So every platform had different features and each platform had to be maintained individually. That's why my PS3 Netflix didn't look like my Roku which was different than the Tivo. And updates to certain platforms like PS3 were often while Roku and Tivo lagged by a year.



Philmatic said:


> Something seems to be working though, they were able to roll out the new interface to most devices they support, all within a few weeks, that's impressive.


Very impressive. Better performance, same UI and features on all platforms rolled out around the same time is a win win. I mean they got it to work on a Premiere! Funny thing is they still haven't pushed out to my Roku 2.


----------



## Dan203 (Apr 17, 2000)

moyekj said:


> I use Netflix almost every day on my Roamio Pro and no reboots for me thus far. Could just be luck or solid, glitch free network connection. We use Netflix so much in this household we get close to or over our Cox 250GB monthly data cap every month. Luckily Cox doesn't seem to strictly enforce the limit, at least if you are not grossly over it.

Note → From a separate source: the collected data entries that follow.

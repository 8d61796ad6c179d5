// lib/src/workflow.rs
//
// Operations that mutate more than one entity: assigning a resident to a
// room, checking a room out, and settling an invoice.

use chrono::Utc;
use serde::Serialize;
use sled::Transactional;
use tracing::{info, warn};

use models::errors::{HostelError, HostelResult};
use models::hostel::{new_id, Invoice, Resident, ResidentIntake, Room};

use crate::payment::{PaymentGateway, PaymentNotice, PaymentRequest};
use crate::storage_engine::collection::not_found;
use crate::storage_engine::storage_utils::{abort, finish, tx_get, tx_put, tx_resolve};
use crate::storage_engine::HostelStore;

#[derive(Debug, Clone, PartialEq, Serialize)]
pub struct Assignment {
    pub room: Room,
    pub resident: Resident,
}

#[derive(Debug, Clone, PartialEq, Serialize)]
pub struct Checkout {
    pub room: Room,
    pub released: Vec<Resident>,
}

impl HostelStore {
    /// Creates an active resident and binds them to the room in one
    /// transaction. The room must be available and empty when the
    /// transaction commits, so concurrent assignments cannot both win.
    pub fn assign_room(&self, key: &str, intake: ResidentIntake) -> HostelResult<Assignment> {
        intake.validate()?;
        let now = Utc::now();
        let resident_id = new_id();

        let trees = (self.rooms.tree(), &self.room_numbers, self.residents.tree());
        let assignment = finish(trees.transaction(|(rooms, numbers, residents)| {
            let id = match tx_resolve(rooms, numbers, key)? {
                Some(id) => id,
                None => return abort(not_found::<Room>(key)),
            };
            let mut room: Room = match tx_get(rooms, &id)? {
                Some(room) => room,
                None => return abort(not_found::<Room>(key)),
            };
            let resident = match Resident::admit(resident_id.clone(), &intake, &room.number, now.date_naive(), now) {
                Ok(resident) => resident,
                Err(e) => return abort(e),
            };
            if let Err(e) = room.occupy(resident.occupant_entry()) {
                return abort(e);
            }

            tx_put(residents, &resident.id, &resident)?;
            tx_put(rooms, &room.id, &room)?;
            Ok(Assignment { room, resident })
        }))?;

        info!(
            "Assigned {} ({}) to room {}",
            assignment.resident.name, assignment.resident.id, assignment.room.number
        );
        Ok(assignment)
    }

    /// Releases every occupant and marks their resident records checked out.
    /// Checking out an empty room succeeds without writing anything.
    pub fn checkout_room(&self, key: &str) -> HostelResult<Checkout> {
        let today = Utc::now().date_naive();

        let trees = (self.rooms.tree(), &self.room_numbers, self.residents.tree());
        let (checkout, missing) = finish(trees.transaction(|(rooms, numbers, residents)| {
            let id = match tx_resolve(rooms, numbers, key)? {
                Some(id) => id,
                None => return abort(not_found::<Room>(key)),
            };
            let mut room: Room = match tx_get(rooms, &id)? {
                Some(room) => room,
                None => return abort(not_found::<Room>(key)),
            };

            let occupants = room.vacate();
            if occupants.is_empty() {
                return Ok((Checkout { room, released: Vec::new() }, Vec::new()));
            }

            // The closure may re-run on conflict; missing ids are logged once it commits.
            let mut released = Vec::with_capacity(occupants.len());
            let mut missing = Vec::new();
            for occupant in occupants {
                match tx_get::<Resident>(residents, &occupant.resident_id)? {
                    Some(mut resident) => {
                        resident.check_out(today);
                        tx_put(residents, &resident.id, &resident)?;
                        released.push(resident);
                    }
                    None => missing.push(occupant.resident_id),
                }
            }
            tx_put(rooms, &room.id, &room)?;
            Ok((Checkout { room, released }, missing))
        }))?;

        for resident_id in &missing {
            warn!(
                "Room {} listed missing resident {}; released the slot anyway",
                checkout.room.number, resident_id
            );
        }
        if checkout.released.is_empty() && missing.is_empty() {
            info!("Room {} was already vacant; checkout is a no-op", checkout.room.number);
        } else {
            info!("Checked out {} resident(s) from room {}", checkout.released.len(), checkout.room.number);
        }
        Ok(checkout)
    }
}

/// Settles an invoice. The provider is notified first on a best-effort
/// basis; the stored status transition is what counts.
pub async fn pay_invoice(
    store: &HostelStore,
    gateway: &dyn PaymentGateway,
    id: &str,
    request: PaymentRequest,
) -> HostelResult<Invoice> {
    let invoice = store.get_invoice(id)?;
    if invoice.is_paid() {
        return Err(HostelError::conflict(format!("invoice {} is already paid", invoice.invoice_no)));
    }

    let method = request.method.unwrap_or_default();
    let notice = PaymentNotice {
        invoice_no: invoice.invoice_no.clone(),
        amount: invoice.amount,
        method,
        reference: request.reference.clone(),
    };
    if let Err(e) = gateway.notify(&notice).await {
        warn!("Payment notification for {} failed, recording payment anyway: {}", invoice.invoice_no, e);
    }

    let paid = store.mark_invoice_paid(id, method, request.reference, Utc::now())?;
    info!("Invoice {} paid via {:?}", paid.invoice_no, method);
    Ok(paid)
}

I use it quite a bit too, and have only ever had a reboot once. And it was completely random while I was watching something and not even touching the remote, so it might have been the TiVo itself that caused the reboot.


----------



## Dan203 (Apr 17, 2000)

I swear I jinxed myself. Right after I posted this I watched the movie Flight. During the movie there was one point where my internet was acting up and it kept dropping to SD. But eventually it recovered and I finished the movie in HD. When it was over I exited the movie, rated it, and a couple other things on my recent list, then hit the TiVo button. The screen was black for a good 20 seconds and then the lights blinked and I saw "Welcome powering up".


----------



## nooneuknow (Feb 5, 2011)

Dan203 said:


> I swear I jinxed myself. Right after I posted this I watched the movie Flight. During the movie there was one point where my internet was acting up and it kept dropping to SD. But eventually it recovered and I finished the movie in HD. When it was over I exited the movie, rated it, and a couple other things on my recent list, then hit the TiVo button. The screen was black for a good 20 seconds and then the lights blinked and I saw "Welcome powering up".


The TiVo HD did this.

The TiVo Premiere did this.

Not surprisingly, the TiVo Roamio STILL does this.

It usually started off with Netflix "locking up the TiVo", but the core DVR functions kept running (just not the menus/UI), and we complained.

The fix always ends up with the TiVo rebooting, instead of locking up.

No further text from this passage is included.